The exhibition will run from August 12 to September 28, 2025.
Exhibition AKIMIRKA NEBLĖSTA (THE MOMENT DOESN’T FADE AWAY) by folk artist Modestas Grigaliūnas and film director and photographer from Ukraine Oleksandr Dirdovsky.
Great art is often born in bleak times. In the Soviet Union, an intermediary emerged between the artist and the viewer: the Soviet state. Nonetheless, non-conformist art existed as well. In Salantai Town, in 1970, father and son Orvidai began to create a unique homestead. In this labyrinth without dead ends, made of stones from the Ice Age, the friends of Vilius Orvidas, such as Rimas Salius, Dominykas Čepas, Modestas Grigaliūnas, Adolfas Teresius, Henrikas Ratautas, etc., manifested their inner freedom and spiritual world.

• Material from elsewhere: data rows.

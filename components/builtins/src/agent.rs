//! Reference host.
//!
//! [`Agent`] bundles a realm, a call stack and the last executed location,
//! and implements every collaborator trait the built-ins consume. An
//! interpreter either embeds it or provides its own [`Host`](crate::Host).

use std::rc::Rc;

use log::debug;

use core_types::{CallFrame, ErrorKind, JsError, JsObject, SourceLocation, Value};

use crate::call_stack::CallStack;
use crate::error::{ConstructResult, ErrorConstructor};
use crate::host::{CallStackView, RealmView, SourceTracker, StringCoercion};
use crate::options::AgentOptions;
use crate::realm::{Intrinsics, Realm};

/// Execution state for one evaluation context.
#[derive(Debug)]
pub struct Agent {
    realm: Realm,
    call_stack: CallStack,
    last_location: Option<SourceLocation>,
    options: AgentOptions,
}

impl Agent {
    /// Create an agent with default options
    pub fn new() -> Result<Self, JsError> {
        Self::with_options(AgentOptions::default())
    }

    /// Create an agent with a fresh realm
    pub fn with_options(options: AgentOptions) -> Result<Self, JsError> {
        Ok(Agent {
            realm: Realm::new()?,
            call_stack: CallStack::with_limit(options.stack_trace_limit),
            last_location: None,
            options,
        })
    }

    /// The agent's realm
    pub fn realm(&self) -> &Realm {
        &self.realm
    }

    /// The live call stack
    pub fn call_stack(&self) -> &CallStack {
        &self.call_stack
    }

    /// The agent's options
    pub fn options(&self) -> &AgentOptions {
        &self.options
    }

    /// The realm's constructor for `kind`
    pub fn error_constructor(&self, kind: ErrorKind) -> Rc<ErrorConstructor> {
        self.realm.intrinsics().error_constructor(kind).clone()
    }

    /// A location in the configured script
    pub fn location(&self, line: u32, column: u32) -> SourceLocation {
        SourceLocation::new(self.options.script_name.as_deref(), line, column)
    }

    /// Record that execution reached `location`
    pub fn execute_at(&mut self, location: SourceLocation) {
        self.last_location = Some(location);
    }

    /// Enter a function
    pub fn enter(&mut self, frame: CallFrame) {
        debug!("enter {} from {}", frame.function_name, frame.call_site);
        self.call_stack.push(frame);
    }

    /// Leave the innermost function
    pub fn leave(&mut self) -> Option<CallFrame> {
        let frame = self.call_stack.pop();
        if let Some(frame) = &frame {
            debug!("leave {}", frame.function_name);
        }
        frame
    }

    /// Run `body` inside a frame for `function`, entered from `call_site`.
    /// The frame is left again whatever `body` returns.
    pub fn with_frame<R>(
        &mut self,
        function: Option<JsObject>,
        name: &str,
        call_site: SourceLocation,
        body: impl FnOnce(&mut Self) -> R,
    ) -> R {
        self.enter(CallFrame::new(function, name, call_site.clone()));
        self.execute_at(call_site);
        let result = body(self);
        self.leave();
        result
    }

    /// Evaluate `new <kind>(...args)` written in script at `at`: the
    /// constructor becomes the innermost frame while it runs, as it would
    /// under an interpreter.
    pub fn construct_from_script(
        &mut self,
        kind: ErrorKind,
        args: &[Value],
        at: SourceLocation,
    ) -> ConstructResult<JsObject> {
        let constructor = self.error_constructor(kind);
        let function = constructor.function_object().clone();
        self.with_frame(Some(function), kind.name(), at, |agent| {
            constructor.construct(agent, args)
        })
    }
}

impl CallStackView for Agent {
    fn peek_top(&self) -> Option<&CallFrame> {
        self.call_stack.peek_top()
    }

    fn render_trace(&self, location: &SourceLocation, skip: usize) -> String {
        self.call_stack.render_trace(location, skip)
    }
}

impl SourceTracker for Agent {
    fn last_executed_location(&self) -> Option<SourceLocation> {
        self.last_location.clone()
    }
}

impl StringCoercion for Agent {
    fn to_string_coercion(&mut self, value: &Value) -> Result<String, JsError> {
        value.to_js_string()
    }
}

impl RealmView for Agent {
    fn intrinsics(&self) -> &Intrinsics {
        self.realm.intrinsics()
    }
}
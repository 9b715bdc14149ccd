//! ECMAScript Error built-ins
//!
//! This crate provides the `Error` constructor family for a JavaScript runtime:
//! - `Error` and the native errors (TypeError, RangeError, ...)
//! - `message`, `stack` and `cause` installation with exact attributes
//! - Error.prototype and its `toString`
//! - The collaborator traits the constructors consume, with reference
//!   implementations (call stack, realm, agent)
//!
//! # Example
//!
//! ```
//! use builtins::{Agent, ErrorKind, JsObject, Value};
//!
//! let mut agent = Agent::new().unwrap();
//! let at = agent.location(1, 7);
//!
//! // new Error("root")
//! let root = agent
//!     .construct_from_script(ErrorKind::Error, &[Value::string("root")], at.clone())
//!     .unwrap();
//!
//! // new TypeError("boom", { cause: root })
//! let options = JsObject::ordinary(None);
//! options.set("cause", Value::Object(root.clone()));
//! let error = agent
//!     .construct_from_script(
//!         ErrorKind::TypeError,
//!         &[Value::string("boom"), Value::Object(options)],
//!         at,
//!     )
//!     .unwrap();
//!
//! assert_eq!(error.get("message"), Value::string("boom"));
//! assert_eq!(error.get("name"), Value::string("TypeError"));
//! assert_eq!(error.get("cause"), Value::Object(root));
//! ```

#![warn(missing_docs)]
#![warn(clippy::all)]

pub mod agent;
pub mod call_stack;
pub mod cause;
pub mod error;
pub mod error_prototype;
pub mod function;
pub mod host;
pub mod options;
pub mod prototype;
pub mod realm;
pub mod stack_trace;

// Re-export main types for convenience
pub use agent::Agent;
pub use call_stack::CallStack;
pub use error::{ConstructError, ConstructResult, ErrorConstructor};
pub use error_prototype::ErrorPrototype;
pub use function::{Callable, Constructor};
pub use host::{CallStackView, Host, RealmView, SourceTracker, StringCoercion};
pub use options::AgentOptions;
pub use prototype::{Allocator, PrototypeResolver};
pub use realm::{Intrinsics, Realm};

pub use core_types::{CallFrame, ErrorKind, JsError, JsObject, PropertyDescriptor, SourceLocation, Value};
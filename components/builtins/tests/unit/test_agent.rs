//! Unit tests for Agent as a host

use builtins::{
    Agent, CallFrame, CallStackView, ErrorKind, Host, JsObject, RealmView, SourceLocation,
    SourceTracker, StringCoercion, Value,
};

fn as_host(agent: &mut Agent) -> &mut dyn Host {
    agent
}

#[test]
fn test_fresh_agent_has_no_location_or_frames() {
    let agent = Agent::new().unwrap();
    assert!(agent.last_executed_location().is_none());
    assert!(agent.peek_top().is_none());
    assert_eq!(agent.call_stack().depth(), 0);
}

#[test]
fn test_enter_and_leave_track_the_top_frame() {
    let mut agent = Agent::new().unwrap();
    let f = JsObject::function(None);
    agent.enter(CallFrame::new(Some(f.clone()), "f", SourceLocation::new(None, 1, 1)));
    agent.enter(CallFrame::new(None, "g", SourceLocation::new(None, 2, 1)));

    assert_eq!(agent.peek_top().unwrap().function_name, "g");
    assert_eq!(agent.leave().unwrap().function_name, "g");
    assert!(agent.peek_top().unwrap().is_function(&f));
    agent.leave();
    assert!(agent.leave().is_none());
}

#[test]
fn test_host_trait_object_round_trip() {
    let mut agent = Agent::new().unwrap();
    agent.execute_at(SourceLocation::new(Some("a.js"), 4, 2));
    let host = as_host(&mut agent);

    assert_eq!(host.to_string_coercion(&Value::Smi(7)).unwrap(), "7");
    assert_eq!(
        host.last_executed_location(),
        Some(SourceLocation::new(Some("a.js"), 4, 2))
    );
    assert_eq!(
        host.render_trace(&SourceLocation::new(Some("a.js"), 4, 2), 0),
        "    at a.js:4:2"
    );
    let proto = host.intrinsics().error_prototype(ErrorKind::Error);
    assert_eq!(proto.get("name"), Value::string("Error"));
}

#[test]
fn test_agents_do_not_share_intrinsics() {
    let a = Agent::new().unwrap();
    let b = Agent::new().unwrap();
    assert!(!a
        .error_constructor(ErrorKind::Error)
        .function_object()
        .ptr_eq(b.error_constructor(ErrorKind::Error).function_object()));
}
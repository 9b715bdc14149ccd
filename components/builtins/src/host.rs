//! Collaborator interfaces consumed by the built-ins.
//!
//! Built-ins never reach into interpreter internals. Everything they need
//! from the running engine comes through these narrow traits, which the
//! interpreter (or the reference [`Agent`](crate::Agent)) implements.

use core_types::{CallFrame, JsError, SourceLocation, Value};

use crate::realm::Intrinsics;

/// Read-only view of the live call stack.
pub trait CallStackView {
    /// The innermost active frame, if any
    fn peek_top(&self) -> Option<&CallFrame>;

    /// Render a trace of the active frames, innermost first, omitting the
    /// `skip` innermost frames. `location` is where execution currently is.
    fn render_trace(&self, location: &SourceLocation, skip: usize) -> String;
}

/// Tracks the most recently executed syntax element.
pub trait SourceTracker {
    /// `None` until any code has executed in this evaluation context
    fn last_executed_location(&self) -> Option<SourceLocation>;
}

/// ECMAScript `ToString`, including any user-defined conversion.
pub trait StringCoercion {
    /// Convert `value` to a string. May run script and may fail.
    fn to_string_coercion(&mut self, value: &Value) -> Result<String, JsError>;
}

/// Access to the current realm's intrinsic objects.
pub trait RealmView {
    /// The intrinsics of the current realm
    fn intrinsics(&self) -> &Intrinsics;
}

/// Everything a built-in may ask of the running engine.
pub trait Host: CallStackView + SourceTracker + StringCoercion + RealmView {}

impl<T> Host for T where T: CallStackView + SourceTracker + StringCoercion + RealmView {}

“By presenting an exhibition of Modestas Grigaliūnas’ sculptures, exhibiting photographs of sculptures by Vilius Orvidas and Modestas Grigaliūnas and showing the film “Wooden Sculptures by Vilius Orvidas. Aware,” we are trying to draw attention not only to the surviving sculptures, but also to the shadows of the ones that disappeared. Unfortunately, the fading beauty and depth of many of the sculptures in the Orvidai homestead are becoming unnecessary, and the transience of this place is turning into eternity,” explains the curator of the exhibition, priest Dovydas Grigaliūnas.

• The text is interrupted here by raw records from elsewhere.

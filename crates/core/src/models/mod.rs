//! Data models for Seatplan

mod guest;
mod layout;
mod table;

pub use guest::*;
pub use layout::*;
pub use table::*;
//! Seat geometry
//!
//! Computes where the seats of a table sit, relative to the table's local
//! origin (its top-left corner). Everything here is pure: the same shape,
//! seat count and dimensions always produce the same anchors.
//!
//! Seat `i` (1-based) is element `i - 1` of the returned sequence. Each anchor
//! is the top-left corner of the seat's square footprint, so a seat glyph drawn
//! at the anchor is centered on the computed point.

use std::f64::consts::TAU;

use serde::{Deserialize, Serialize};

use crate::models::{Point, Table, TableShape};

/// Side length of a seat glyph
pub const DEFAULT_SEAT_SIZE: f64 = 24.0;
/// Distance between a round table's edge and the circle seats are centered on
pub const DEFAULT_ROUND_MARGIN: f64 = 20.0;
/// Gap between a rectangle table's edge and the seats along it
pub const DEFAULT_EDGE_GAP: f64 = 5.0;

/// Width and height of a table's body
#[derive(Debug, Clone, Copy, PartialEq, Serialize, Deserialize)]
pub struct Footprint {
    pub width: f64,
    pub height: f64,
}

impl Footprint {
    pub const fn new(width: f64, height: f64) -> Self {
        Self { width, height }
    }

    pub fn center(&self) -> Point {
        Point::new(self.width / 2.0, self.height / 2.0)
    }
}

/// Sizes used when laying out seats, configurable per session
#[derive(Debug, Clone, Copy, PartialEq, Serialize, Deserialize)]
#[serde(default)]
pub struct SeatGeometry {
    pub seat_size: f64,
    pub round_margin: f64,
    pub edge_gap: f64,
    pub round_table: Footprint,
    pub rectangle_table: Footprint,
}

impl Default for SeatGeometry {
    fn default() -> Self {
        Self {
            seat_size: DEFAULT_SEAT_SIZE,
            round_margin: DEFAULT_ROUND_MARGIN,
            edge_gap: DEFAULT_EDGE_GAP,
            round_table: Footprint::new(120.0, 120.0),
            rectangle_table: Footprint::new(160.0, 80.0),
        }
    }
}

impl SeatGeometry {
    /// Body size of a table with the given shape
    pub fn footprint(&self, shape: TableShape) -> Footprint {
        match shape {
            TableShape::Round => self.round_table,
            TableShape::Rectangle => self.rectangle_table,
        }
    }

    /// Seat anchors for a shape at its configured footprint
    pub fn anchors(&self, shape: TableShape, seat_count: u32) -> Vec<Point> {
        layout_seats(
            shape,
            seat_count,
            self.footprint(shape),
            self.seat_size,
            self.round_margin,
            self.edge_gap,
        )
    }

    pub fn anchors_for(&self, table: &Table) -> Vec<Point> {
        self.anchors(table.shape, table.seat_count)
    }

    /// Seat under a point given in the table's local coordinates
    pub fn seat_at(&self, table: &Table, local: Point) -> Option<u32> {
        hit_test_seat(&self.anchors_for(table), self.seat_size, local)
    }
}

/// Seat anchors for a table of `width` x `height` using the default margins.
///
/// Total for any seat count: zero seats yields no anchors and a single seat
/// yields one, even though tables are never created with fewer than two.
pub fn compute_seat_anchors(
    shape: TableShape,
    seat_count: u32,
    width: f64,
    height: f64,
    seat_size: f64,
) -> Vec<Point> {
    layout_seats(
        shape,
        seat_count,
        Footprint::new(width, height),
        seat_size,
        DEFAULT_ROUND_MARGIN,
        DEFAULT_EDGE_GAP,
    )
}

fn layout_seats(
    shape: TableShape,
    seat_count: u32,
    footprint: Footprint,
    seat_size: f64,
    round_margin: f64,
    edge_gap: f64,
) -> Vec<Point> {
    match shape {
        TableShape::Round => round_seats(seat_count, footprint, seat_size, round_margin),
        TableShape::Rectangle => rectangle_seats(seat_count, footprint, seat_size, edge_gap),
    }
}

/// Equal angular steps around a circle, seat 1 due east of center
fn round_seats(seat_count: u32, footprint: Footprint, seat_size: f64, margin: f64) -> Vec<Point> {
    let center = footprint.center();
    let radius = footprint.width / 2.0 + margin;
    let half = seat_size / 2.0;

    (0..seat_count)
        .map(|i| {
            let angle = TAU * f64::from(i) / f64::from(seat_count);
            Point::new(
                center.x + radius * angle.cos() - half,
                center.y + radius * angle.sin() - half,
            )
        })
        .collect()
}

/// Seats 1 and 2 centered above and below the table, the rest split across
/// the right and left sides.
///
/// The right side is filled first and takes the odd seat. Right-side seats run
/// top to bottom and left-side seats bottom to top, so numbering goes clockwise.
/// Seats on a side are spaced `height / (n + 1)` apart, never flush with a corner.
fn rectangle_seats(seat_count: u32, footprint: Footprint, seat_size: f64, gap: f64) -> Vec<Point> {
    let Footprint { width, height } = footprint;
    let half = seat_size / 2.0;

    let side_seats = seat_count.saturating_sub(2);
    let left_count = side_seats / 2;
    let right_count = left_count + side_seats % 2;

    let mut anchors = Vec::with_capacity(seat_count as usize);

    if seat_count >= 1 {
        anchors.push(Point::new(width / 2.0 - half, -seat_size - gap));
    }
    if seat_count >= 2 {
        anchors.push(Point::new(width / 2.0 - half, height + gap));
    }

    let right_spacing = height / f64::from(right_count + 1);
    for k in 1..=right_count {
        anchors.push(Point::new(width + gap, right_spacing * f64::from(k) - half));
    }

    let left_spacing = height / f64::from(left_count + 1);
    for k in 1..=left_count {
        anchors.push(Point::new(
            -seat_size - gap,
            height - left_spacing * f64::from(k) - half,
        ));
    }

    anchors
}

/// Seat whose square footprint contains `point`.
///
/// When footprints overlap the highest-numbered seat wins, matching draw order.
pub fn hit_test_seat(anchors: &[Point], seat_size: f64, point: Point) -> Option<u32> {
    anchors
        .iter()
        .rposition(|a| {
            point.x >= a.x && point.x <= a.x + seat_size && point.y >= a.y && point.y <= a.y + seat_size
        })
        .map(|i| i as u32 + 1)
}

“When I first went to the Orvidai homestead, it was only a few months after I came back after my exile. I returned from Siberia in 1986. Then I found a mood of despair and futility in Lithuania, and those friends who had previously been involved in dissident resistance activities had already dispersed. I went to the homestead completely by chance, and it was there that the idea first came into my mind: resistance to the Soviet system could have been different. I mean, it was different as well. It was Vilius’s resistance…,” remembers priest Julius Sasnauskas.